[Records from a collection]
..............................

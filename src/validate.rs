//! Gate between loading and every view: no table, or an empty one, stops the render.

use crate::error::ValidationError;
use crate::table::Table;

pub fn validate(table: Option<&Table>) -> Result<&Table, ValidationError> {
    match table {
        None => Err(ValidationError::NoData),
        Some(t) if t.row_count() == 0 => Err(ValidationError::Empty),
        Some(t) => Ok(t),
    }
}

..............................

YOUR ASSIGNMENT
Reproduce every record above exactly as it appears.

WORKED SOLUTION
filename src/validate.rs
//! Gate between loading and every view: no table, or an empty one, stops the render.

use crate::error::ValidationError;
use crate::table::Table;

pub fn validate(table: Option<&Table>) -> Result<&Table, ValidationError> {
    match table {
        None => Err(ValidationError::NoData),
        Some(t) if t.row_count() == 0 => Err(ValidationError::Empty),
        Some(t) => Ok(t),
    }
}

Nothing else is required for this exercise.